Palau’s new digital residency programme could leave it open to cryptoscammers and corruption, critics have warned, arguing that not enough due diligence has been done on the scheme.
The programme allows foreigners to buy an e-residency card which in turn allows them to start companies and sign documents, among other things. Most importantly, when the relevant legislation is passed, it will allow them to trade in cryptocurrencies, useful for residents whose countries, like China, do not allow it.
“For the first time in history, anyone in the world can participate in fundamental business and economic activities through Palau’s digital residency program,” the president, Surangel Whipps, said at a virtual conference to launch the scheme last month.
The programme is an attempt to emulate Estonia, which launched its e-residency scheme in 2014. But critics say that programme has attracted cryptocurrency scammers and warn that small Pacific nations like Palau, whose tourism-reliant economy has been hit hard by the pandemic, may be vulnerable to exploitation by blockchain developers.
“Crypto developers are rarely drawn to struggling communities because they want to fix things,” Peter Howson, an expert on cryptocurrency at the University of Northumbria, said. “The research shows that these crypto developers are usually just looking for new punters, and performing real-world tests.

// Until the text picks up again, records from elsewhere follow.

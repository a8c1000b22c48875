//! Query AST.
//!
//! Queries arrive as an [`AbstractQuery`] tree whose status atoms are scoped
//! to *products* ("chrome fails"). The [`Binder`] resolves that tree against
//! a concrete list of runs, producing a [`ConcreteQuery`] whose atoms name
//! explicit [`RunId`]s and whose metadata atoms carry the resolved metadata.
//! Only the concrete form can be compiled into a filter.
//!
//! The concrete constructors [`ConcreteQuery::and`], [`ConcreteQuery::or`]
//! and [`ConcreteQuery::not`] fold constants as they build, so a bound tree
//! never contains a `True`/`False` operand under a combinator.

mod bind;
mod parse;

use std::collections::BTreeSet;
use std::fmt;
use std::str::FromStr;
use std::sync::Arc;

use serde::{Deserialize, Serialize};

use crate::error::QueryError;
use crate::metadata::{PathValues, WebFeaturesData};
use crate::run::{ProductSpec, RunId};
use crate::status::TestStatus;

pub use bind::{Binder, prepare_user_query};
pub use parse::{RunQuery, parse_query};

/// Known qualities for `is:` atoms.
#[derive(Debug, Clone, Copy, PartialEq, Eq, Hash, Serialize, Deserialize)]
#[serde(rename_all = "lowercase")]
pub enum MetadataQuality {
    /// Results differ across the queried runs.
    Different,
    /// Test lives in a `tentative` file or directory.
    Tentative,
    /// Test is an `.optional.` test.
    Optional,
}

impl MetadataQuality {
    #[must_use]
    pub const fn as_str(self) -> &'static str {
        match self {
            Self::Different => "different",
            Self::Tentative => "tentative",
            Self::Optional => "optional",
        }
    }
}

impl fmt::Display for MetadataQuality {
    fn fmt(&self, f: &mut fmt::Formatter<'_>) -> fmt::Result {
        f.write_str(self.as_str())
    }
}

impl FromStr for MetadataQuality {
    type Err = QueryError;

    fn from_str(s: &str) -> Result<Self, Self::Err> {
        match s {
            "different" => Ok(Self::Different),
            "tentative" => Ok(Self::Tentative),
            "optional" => Ok(Self::Optional),
            other => Err(QueryError::UnknownQuality(other.to_string())),
        }
    }
}

/// Product-scoped query, not yet runnable.
#[derive(Debug, Clone, PartialEq)]
pub enum AbstractQuery {
    True,
    False,
    TestNamePattern {
        pattern: String,
    },
    SubtestNamePattern {
        subtest: String,
    },
    TestPath {
        path: String,
    },
    /// Some run of `product` (any run when `None`) has `status`.
    TestStatusEq {
        product: Option<ProductSpec>,
        status: TestStatus,
    },
    /// Some run of `product` (any run when `None`) does not have `status`.
    TestStatusNeq {
        product: Option<ProductSpec>,
        status: TestStatus,
    },
    Not(Box<AbstractQuery>),
    Or(Vec<AbstractQuery>),
    And(Vec<AbstractQuery>),
    /// Each argument must be satisfied by at least one single run.
    Exists(Vec<AbstractQuery>),
    /// Each argument must be satisfied by every run.
    All(Vec<AbstractQuery>),
    /// No argument is satisfied by any run.
    None(Vec<AbstractQuery>),
    /// Argument `j` holds in run `i + j` for some offset `i`.
    Sequential(Vec<AbstractQuery>),
    /// Exactly `count` runs satisfy `predicate`.
    Count {
        count: usize,
        predicate: Box<AbstractQuery>,
    },
    MoreThan {
        count: usize,
        predicate: Box<AbstractQuery>,
    },
    LessThan {
        count: usize,
        predicate: Box<AbstractQuery>,
    },
    /// A triage link URL for the test contains `pattern`.
    Link {
        pattern: String,
    },
    /// The test has triage metadata for a run of `product`, or test-level
    /// metadata when `None`.
    Triaged {
        product: Option<ProductSpec>,
    },
    TestLabel {
        label: String,
    },
    TestWebFeature {
        feature: String,
    },
    MetadataQuality(MetadataQuality),
}

impl AbstractQuery {
    #[must_use]
    pub fn pattern(pattern: impl Into<String>) -> Self {
        Self::TestNamePattern {
            pattern: pattern.into(),
        }
    }

    #[must_use]
    pub fn status_eq(product: Option<ProductSpec>, status: TestStatus) -> Self {
        Self::TestStatusEq { product, status }
    }

    #[must_use]
    pub fn status_neq(product: Option<ProductSpec>, status: TestStatus) -> Self {
        Self::TestStatusNeq { product, status }
    }

    #[must_use]
    pub fn negate(self) -> Self {
        Self::Not(Box::new(self))
    }
}

/// Run-scoped query, directly evaluable against index data.
#[derive(Debug, Clone, PartialEq)]
pub enum ConcreteQuery {
    True,
    False,
    TestNamePattern {
        pattern: String,
    },
    SubtestNamePattern {
        subtest: String,
    },
    TestPath {
        path: String,
    },
    RunTestStatusEq {
        run: RunId,
        status: TestStatus,
    },
    RunTestStatusNeq {
        run: RunId,
        status: TestStatus,
    },
    And(Vec<ConcreteQuery>),
    Or(Vec<ConcreteQuery>),
    Not(Box<ConcreteQuery>),
    /// Exactly `count` of `args` hold.
    Count {
        count: usize,
        args: Vec<ConcreteQuery>,
    },
    MoreThan {
        count: usize,
        args: Vec<ConcreteQuery>,
    },
    LessThan {
        count: usize,
        args: Vec<ConcreteQuery>,
    },
    Link {
        pattern: String,
        metadata: Arc<PathValues>,
    },
    Triaged {
        run: RunId,
        metadata: Arc<PathValues>,
    },
    TestLabel {
        label: String,
        metadata: Arc<PathValues>,
    },
    TestWebFeature {
        feature: String,
        data: Arc<WebFeaturesData>,
    },
    MetadataQuality(MetadataQuality),
}

impl ConcreteQuery {
    /// Conjunction with constant folding: `True` operands are dropped, any
    /// `False` operand makes the whole conjunction `False`, and nested `And`s
    /// are flattened. An empty conjunction is `True`.
    #[must_use]
    pub fn and(args: impl IntoIterator<Item = Self>) -> Self {
        let mut out = Vec::new();
        for arg in args {
            match arg {
                Self::True => {}
                Self::False => return Self::False,
                Self::And(inner) => out.extend(inner),
                other => out.push(other),
            }
        }
        match out.len() {
            0 => Self::True,
            1 => out.swap_remove(0),
            _ => Self::And(out),
        }
    }

    /// Disjunction with constant folding: `False` operands are dropped, any
    /// `True` operand makes the whole disjunction `True`, and nested `Or`s are
    /// flattened. An empty disjunction is `False`.
    #[must_use]
    pub fn or(args: impl IntoIterator<Item = Self>) -> Self {
        let mut out = Vec::new();
        for arg in args {
            match arg {
                Self::False => {}
                Self::True => return Self::True,
                Self::Or(inner) => out.extend(inner),
                other => out.push(other),
            }
        }
        match out.len() {
            0 => Self::False,
            1 => out.swap_remove(0),
            _ => Self::Or(out),
        }
    }

    /// Negation, folding constants and double negation.
    #[must_use]
    pub fn not(arg: Self) -> Self {
        match arg {
            Self::True => Self::False,
            Self::False => Self::True,
            Self::Not(inner) => *inner,
            other => Self::Not(Box::new(other)),
        }
    }

    /// Number of atoms in the tree. Constants count zero, a negation counts
    /// itself plus its operand.
    #[must_use]
    pub fn size(&self) -> usize {
        match self {
            Self::True | Self::False => 0,
            Self::And(args)
            | Self::Or(args)
            | Self::Count { args, .. }
            | Self::MoreThan { args, .. }
            | Self::LessThan { args, .. } => args.iter().map(Self::size).sum(),
            Self::Not(arg) => 1 + arg.size(),
            _ => 1,
        }
    }

    /// Every run id referenced by a run-scoped atom.
    #[must_use]
    pub fn run_ids(&self) -> BTreeSet<RunId> {
        let mut ids = BTreeSet::new();
        self.collect_run_ids(&mut ids);
        ids
    }

    fn collect_run_ids(&self, ids: &mut BTreeSet<RunId>) {
        match self {
            Self::RunTestStatusEq { run, .. }
            | Self::RunTestStatusNeq { run, .. }
            | Self::Triaged { run, .. } => {
                ids.insert(*run);
            }
            Self::And(args)
            | Self::Or(args)
            | Self::Count { args, .. }
            | Self::MoreThan { args, .. }
            | Self::LessThan { args, .. } => {
                for arg in args {
                    arg.collect_run_ids(ids);
                }
            }
            Self::Not(arg) => arg.collect_run_ids(ids),
            _ => {}
        }
    }
}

“There’s Palau’s image to consider too,” he added. “Palau’s worked super hard over recent years maintaining its image as a pristine paradise for conservation and nature tourism. There’s a danger the RNS [system administering the residency programme] will tarnish that brand, attracting any old Tom, Dick and Harry with dodgy investments looking for a safe haven to park their ill-gotten crypto assets.”
Palau’s lawmakers have been accused of rushing to approve the bill without much understanding of it.
“Even if it is a good deal, we should have done due diligence. Sometimes we take risks but we could be dealing with shady people,” the former president Johnson Toribiong said.
“We are putting our sovereignty and credibility on the line.”
An untapped source of revenue?
The scheme – which is not the same as citizenship and does not allow e-residents the right to visit or reside in Palau – allows virtually anyone to pay a total of $248 to receive a physical ID document as well as one in the form of a non-fungible token (NFT). Annual renewal costs $100.
It is administered by Cryptic Labs, a blockchain research institute based in Palo Alto, California through its Root Name System (RNS).
“The software that’s been set up will make use of what banks use to background check people to allow them to open up bank accounts,” Whipps told the scheme’s virtual launch.
“So it’s going to be the same standard on how we screen people to become digital residents. And you have to renew it every year.”
But Palau’s Financial Institutions Commission (FIC), which regulates financial services, expressed concerns to Palau’s national congress that the level of flexibility it afforded the private partner in the operating agreement left Palau at a disadvantage.
“This is one-sided and skewed toward the private partner,” the FIC stated.
In addition, it’s not clear how much money Palau will make money from the scheme.
As of Wednesday, the Ministry of Finance, which oversees the Digital Residency Office, confirmed it had collected $71,000 from the more than 700 people who had received digital residency since the 2 February launch. About 40% of applicants were from the US, 30% from Europe, and another 30% from Asia, including China, it said.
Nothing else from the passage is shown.